━━━━━ Supplied information
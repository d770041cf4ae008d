mod common;

use std::collections::BTreeSet;

use common::{iri, processor, processor_with, queries};
use rstest::rstest;
use taxosim::batch::{BatchMode, BatchSettings, DisplayMode, QueryPolicy};
use taxosim::measures::{GroupwiseMeasure, MeasureConfig, MeasureRegistry, MeasureSettings, Scope};
use taxosim::ontology::Identifier;
use taxosim::Error;

fn settings(not_found: QueryPolicy, no_annotation: QueryPolicy) -> BatchSettings {
    BatchSettings {
        not_found,
        no_annotation,
        quiet: true,
        ..BatchSettings::default()
    }
}

fn zoo_queries() -> Vec<taxosim::batch::QueryEntry> {
    queries(&[
        ("ex:Fido", "ex:Rex"),
        ("ex:Fido", "ex:Tom"),
        ("ex:Fido", "ex:Nemo"),
        ("ex:Fido", "ex:Orphan"),
        ("ex:Ghost", "ex:Tom"),
    ])
}

#[tokio::test]
async fn missing_entity_is_substituted() {
    let processor = processor(settings(QueryPolicy::Set { score: -1.0 }, QueryPolicy::Stop));
    let result = processor
        .run(queries(&[("ex:Fido", "ex:Ghost")]))
        .await
        .expect("batch");
    assert_eq!(result.output, "ex:Fido\tex:Ghost\t-1\t-1\n");
    assert_eq!(result.substituted, 1);
    assert_eq!(result.skipped, 0);
    assert_eq!(result.rows, 1);
}

#[tokio::test]
async fn missing_entity_stops_the_batch() {
    let processor = processor(BatchSettings {
        chunk_size: 2,
        ..settings(QueryPolicy::Stop, QueryPolicy::Stop)
    });
    let err = processor
        .run(queries(&[("ex:Fido", "ex:Rex"), ("ex:Fido", "ex:Ghost")]))
        .await
        .expect_err("stop policy");

    let Error::Task {
        task, row, failed, total, ..
    } = &err
    else {
        panic!("expected a task error, got {err:?}");
    };
    assert_eq!((*task, *row, *failed, *total), (0, 1, 1, 1));
    assert!(matches!(err.root(), Error::NotFound { entity, graph } if *entity == iri("Ghost") && *graph == iri("zoo")));
    assert!(err.to_string().contains("http://example.org/Ghost"));
}

#[rstest]
#[case::exclude(QueryPolicy::Exclude, "", 0, 1)]
#[case::set(QueryPolicy::Set { score: 0.0 }, "ex:Fido\tex:Orphan\t0\t0\n", 1, 0)]
#[tokio::test]
async fn unannotated_entity_follows_its_policy(
    #[case] policy: QueryPolicy,
    #[case] expected: &str,
    #[case] substituted: u64,
    #[case] skipped: u64,
) {
    let processor = processor(settings(QueryPolicy::Stop, policy));
    let result = processor
        .run(queries(&[("ex:Fido", "ex:Orphan")]))
        .await
        .expect("batch");
    assert_eq!(result.output, expected);
    assert_eq!((result.substituted, result.skipped), (substituted, skipped));
}

#[tokio::test]
async fn unannotated_entity_can_stop_the_batch() {
    let processor = processor(settings(QueryPolicy::Stop, QueryPolicy::Stop));
    let err = processor
        .run(queries(&[("ex:Orphan", "ex:Fido")]))
        .await
        .expect_err("stop policy");
    assert!(matches!(
        err.root(),
        Error::NoAnnotation { first_classes: 0, second_classes: 1, .. }
    ));
}

#[tokio::test]
async fn malformed_identifier_fails_the_task() {
    let processor = processor(settings(QueryPolicy::Exclude, QueryPolicy::Exclude));
    let err = processor
        .run(queries(&[("not an iri", "ex:Fido")]))
        .await
        .expect_err("parse error");
    assert!(matches!(err.root(), Error::Parse { .. }));
}

/// Diverges as soon as a cat is involved.
struct CatAllergy;

impl GroupwiseMeasure for CatAllergy {
    fn requires_ic(&self) -> bool {
        false
    }

    fn compute(&self, _: &Scope<'_>, a: &BTreeSet<Identifier>, b: &BTreeSet<Identifier>) -> f64 {
        if a.contains(&iri("Cat")) || b.contains(&iri("Cat")) {
            f64::INFINITY
        } else {
            1.0
        }
    }
}

#[tokio::test]
async fn infinite_score_is_an_arithmetic_fault() {
    let measures = MeasureSettings {
        pairwise: vec![],
        groupwise: vec![MeasureConfig::new("allergy", "cat_allergy")],
    };
    let table = MeasureRegistry::default().with_groupwise("cat_allergy", CatAllergy);
    let processor = processor_with(
        BatchSettings {
            workers: 2,
            chunk_size: 1,
            ..settings(QueryPolicy::Stop, QueryPolicy::Stop)
        },
        &measures,
        &table,
    );

    let err = processor
        .run(queries(&[
            ("ex:Fido", "ex:Rex"),
            ("ex:Fido", "ex:Tom"),
            ("ex:Rex", "ex:Rex"),
        ]))
        .await
        .expect_err("arithmetic fault");

    assert!(matches!(err, Error::Task { task: 1, row: 0, failed: 1, total: 3, .. }));
    let Error::Arithmetic {
        measure,
        first,
        second,
        value,
        ..
    } = err.root()
    else {
        panic!("expected an arithmetic fault, got {err:?}");
    };
    assert_eq!(measure, "allergy");
    assert_eq!((first, second), (&iri("Fido"), &iri("Tom")));
    assert!(value.is_infinite());
}

#[rstest]
#[case(1, 1)]
#[case(2, 1)]
#[case(4, 2)]
#[case(8, 3)]
#[tokio::test]
async fn output_does_not_depend_on_the_pool(#[case] workers: usize, #[case] chunk_size: usize) {
    let policies = settings(QueryPolicy::Set { score: -1.0 }, QueryPolicy::Set { score: 0.0 });
    let reference = processor(policies.clone())
        .run(zoo_queries())
        .await
        .expect("reference batch");
    let result = processor(BatchSettings {
        workers,
        chunk_size,
        ..policies
    })
    .run(zoo_queries())
    .await
    .expect("batch");
    assert_eq!(result, reference);
    assert_eq!((result.rows, result.substituted, result.skipped), (5, 2, 0));
}

#[tokio::test]
async fn zoo_table() {
    let processor = processor(BatchSettings {
        workers: 3,
        chunk_size: 2,
        ..settings(QueryPolicy::Set { score: -1.0 }, QueryPolicy::Set { score: 0.0 })
    });
    assert_eq!(processor.header(), "first\tsecond\tmax_jaccard\tui\n");
    let result = processor.run(zoo_queries()).await.expect("batch");
    let table = result.output.trim_end().replace('\t', " | ");
    insta::assert_snapshot!(table, @r"
    ex:Fido | ex:Rex | 1 | 1
    ex:Fido | ex:Tom | 0.5 | 0.5
    ex:Fido | ex:Nemo | 0.25 | 0.25
    ex:Fido | ex:Orphan | 0 | 0
    ex:Ghost | ex:Tom | -1 | -1
    ");
}

#[rstest]
#[case::raw(DisplayMode::Raw, "ex:Dog\thttp://example.org/Cat")]
#[case::short(DisplayMode::Short, "ex:Dog\tex:Cat")]
#[case::local_name(DisplayMode::LocalName, "Dog\tCat")]
#[tokio::test]
async fn concepts_are_compared_with_pairwise_measures(
    #[case] display: DisplayMode,
    #[case] label: &str,
) {
    let processor = processor(BatchSettings {
        mode: BatchMode::ConceptToConcept,
        display,
        ..settings(QueryPolicy::Stop, QueryPolicy::Stop)
    });
    assert_eq!(processor.header(), "first\tsecond\tjaccard\n");
    let result = processor
        .run(queries(&[("ex:Dog", "http://example.org/Cat")]))
        .await
        .expect("batch");
    assert_eq!(result.output, format!("{label}\t0.5\n"));
}

#[tokio::test]
async fn unscored_identical_concepts_are_an_arithmetic_fault() {
    let measures = MeasureSettings {
        pairwise: vec![MeasureConfig::new("lin", "lin_1998")],
        groupwise: vec![],
    };
    let processor = processor_with(
        BatchSettings {
            mode: BatchMode::ConceptToConcept,
            ..settings(QueryPolicy::Stop, QueryPolicy::Stop)
        },
        &measures,
        &MeasureRegistry::default(),
    );

    // instances carry no corpus IC of their own
    let err = processor
        .run(queries(&[("ex:Fido", "ex:Fido")]))
        .await
        .expect_err("unscored instance");
    assert!(matches!(
        err.root(),
        Error::Arithmetic { measure, first, second, value, .. }
            if measure == "lin" && *first == iri("Fido") && *second == iri("Fido") && value.is_nan()
    ));

    let result = processor
        .run(queries(&[("ex:Dog", "ex:Dog")]))
        .await
        .expect("scored class");
    assert_eq!(result.output, "ex:Dog\tex:Dog\t1\n");
}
━━━━━━━━━━
Task to complete:
Whenever a line above holds the word "taxosim", include it in your count, and report nothing but that count.

Answer box:
5